Um die Höhe der Struktur und den Einfluss auf die Landschaft zu reduzieren, auch im Interesse einer subtilen Formgebung, ist die lasttragende Konstruktion in doppelter Ausführung als ein dreidimensionaler Bogen in den Verkleidungen der hölzernen Seitenwände verborgen. Diese wirken gleichzeitig als Sicherheitsbarriere. So wird die Steifigkeit der Hauptträger erhöht und Gewicht gespart. Die optimierte Struktur hat ein Gesamtgewicht von 270 Tonnen, spart Materialien, reduziert den ökologischen Footprint und erlaubte auch die Versetzung mittels des Kranes. So konnte auch das Niveau der Fußgänger-ebene um mehr als einen Meter gesenkt werden. Die Tragstrukturen sind auf beiden Seiten des Steges und nicht unter dem Steg platziert – daher entstand eine 20 Meter lange Rampe auf jeder Seite und man sparte sechs Stufen. Die schützenden Holzverkleidungen interagieren mit dem Licht und der Durchsicht, bei Tag und bei Nacht. Die Transparenz der Hülle erlaubt visuellen Kontakt zwischen Fußgängern und Autofahrern und schafft gleichzeitig Distanz.

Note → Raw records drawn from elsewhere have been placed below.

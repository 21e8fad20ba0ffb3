//! `GlidePlugin`: wires settings reload, input, player and glide systems.
//!
//! The app must provide `Settings`, `InputBindings` and `World` resources
//! before the first `Update`. A stub `SettingsWatcher` is inserted when none
//! is present, which disables hot reload.

use crate::glide::{glide_tick, sync_glide_settings};
use crate::input::{collect_player_input, dispatch_player_input, sync_input_bindings, PlayerInput};
use crate::player::{apply_look, cursor_grab, player_movement, player_physics};
use crate::settings::loader::{check_settings_changes, SettingsWatcher};
use bevy::prelude::*;

/// System sets, in the order they run each frame.
#[derive(SystemSet, Debug, Clone, PartialEq, Eq, Hash)]
pub enum GlideSet {
    /// Settings reload and propagation.
    Config,
    /// Device state to `PlayerInput` events to handlers.
    Input,
    /// Movement, gravity, glide tick, camera orientation.
    Simulate,
}

pub struct GlidePlugin;

impl Plugin for GlidePlugin {
    fn build(&self, app: &mut App) {
        if !app.world().contains_resource::<SettingsWatcher>() {
            app.insert_resource(SettingsWatcher::stub());
        }

        app.add_event::<PlayerInput>()
            .configure_sets(Update, (GlideSet::Config, GlideSet::Input, GlideSet::Simulate).chain())
            .add_systems(
                Update,
                (check_settings_changes, (sync_glide_settings, sync_input_bindings))
                    .chain()
                    .in_set(GlideSet::Config),
            )
            .add_systems(
                Update,
                (collect_player_input, dispatch_player_input)
                    .chain()
                    .in_set(GlideSet::Input),
            )
            .add_systems(
                Update,
                (player_movement, player_physics, glide_tick, apply_look)
                    .chain()
                    .in_set(GlideSet::Simulate),
            )
            .add_systems(Update, cursor_grab);
    }
}
//! Display-related systems, such as syncing vsync settings from the main
//! `Settings` resource to the primary window's present mode.
use bevy::prelude::*;
use bevy::window::{PresentMode, PrimaryWindow};
use glider::settings::Settings;

/// Sync `Settings.graphics.vsync` into the present mode of the primary window,
/// so vsync can be toggled through the settings file at runtime.
///
/// `last` caches the applied value to avoid touching the window every frame.
#[allow(clippy::needless_pass_by_value)]
pub fn sync_vsync_settings(
    settings: Res<Settings>,
    mut windows: Query<&mut Window, With<PrimaryWindow>>,
    mut last: Local<Option<bool>>,
) {
    let desired = settings.graphics.vsync;
    if *last == Some(desired) { return; }

    for mut w in &mut windows {
        w.present_mode = if desired { PresentMode::Fifo } else { PresentMode::AutoNoVsync };
    }
    *last = Some(desired);
}
use bevy::diagnostic::{FrameTimeDiagnosticsPlugin, LogDiagnosticsPlugin};
use bevy::prelude::*;
use bevy::window::{PresentMode, Window, WindowPlugin};
use bevy_atmosphere::prelude::*;
use glider::input::InputBindings;
use glider::settings::loader::{self as settings_loader, SETTINGS_DIR};
use glider::GlidePlugin;

mod app;
use app::{setup, sync_atmosphere_settings, sync_vsync_settings, update_player_fill_light};

#[derive(Component)]
struct Sun;

#[derive(Component)]
struct PlayerFillLight;

fn main() {
    let settings = settings_loader::load_settings_from_dir(SETTINGS_DIR);
    let settings_watcher = settings_loader::setup_settings_watcher(SETTINGS_DIR).unwrap_or_else(|e| {
        eprintln!("settings hot reload disabled: {e}");
        settings_loader::SettingsWatcher::stub()
    });

    // the player cannot be driven without a jump binding; refuse to start
    let bindings = match InputBindings::from_controls(&settings.controls) {
        Ok(b) => b,
        Err(e) => {
            eprintln!("invalid key bindings in {SETTINGS_DIR}: {e}");
            std::process::exit(1);
        }
    };

    let mut app = App::new();

    app.add_plugins(DefaultPlugins.set(WindowPlugin {
            primary_window: Some(Window {
                title: "glider".to_string(),
                position: WindowPosition::Centered(MonitorSelection::Primary),
                present_mode: PresentMode::AutoNoVsync,
                ..default()
            }),
            ..default()
        }))
        .add_plugins(FrameTimeDiagnosticsPlugin)
        .add_plugins(LogDiagnosticsPlugin::default());

    if settings.atmosphere.enabled {
        app.add_plugins(AtmospherePlugin)
            .insert_resource(AtmosphereModel::default())
            .insert_resource(AtmosphereSettings {
                resolution: settings.atmosphere.resolution,
                dithering: settings.atmosphere.dithering,
                ..Default::default()
            })
            .add_systems(Update, sync_atmosphere_settings);
    }

    app.insert_resource(settings)
        .insert_resource(settings_watcher)
        .insert_resource(bindings)
        .add_plugins(GlidePlugin)
        .add_systems(Startup, setup)
        .add_systems(Update, sync_vsync_settings)
        .add_systems(Update, update_player_fill_light.after(glider::GlideSet::Simulate));

    app.run();
}
pub mod glide;
pub mod input;
pub mod player;
pub mod plugin;
pub mod ron;
pub use crate::ron as ron_loader;
pub mod settings;
pub mod world;

pub use plugin::{GlidePlugin, GlideSet};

In der Mitte der Überquerung sind die begrenzenden Holzlatten höher und näher beisammen, so blockieren sie den Blick auf den grauenvollen Verkehr, sechs Meter tiefer. Die Passanten sind so – in einem quasi intimeren Bereich – geschützt vor der stärkeren Lärm- und Geruchsbelastung,
Wenn man sich einmal auf der Struktur über der Straße befindet, ist sie ein Ort der vereint, Radfahrer und Fußgänger können auch in entgegengesetzter Richtung passieren, ohne sich in die Quere zu kommen. Die leicht angehobene Kurve der Plattform wird durch das seitliche Geländerprofil noch überhöht, eine Verlängerung der Kurven verbindet die Enden des Steges mit der Landschaft auf beiden Seiten der Brücke. Im Hinblick auf die Natur der Umgebung ist die Verbindung im Maßstab der Straße gehalten, die Dimensionen erleichtern die Benutzung und Aneignung durch die Fußgänger und machen sie so zu einem Schlüssel-element im Netzwerk, welches den Verkehrsfluss in der Region regelt. Diese kontextuelle Evidenz verstärkt sowohl die räumliche wie auch die visuelle Nachbarschaft beider Seiten des Boulevard Périphérique.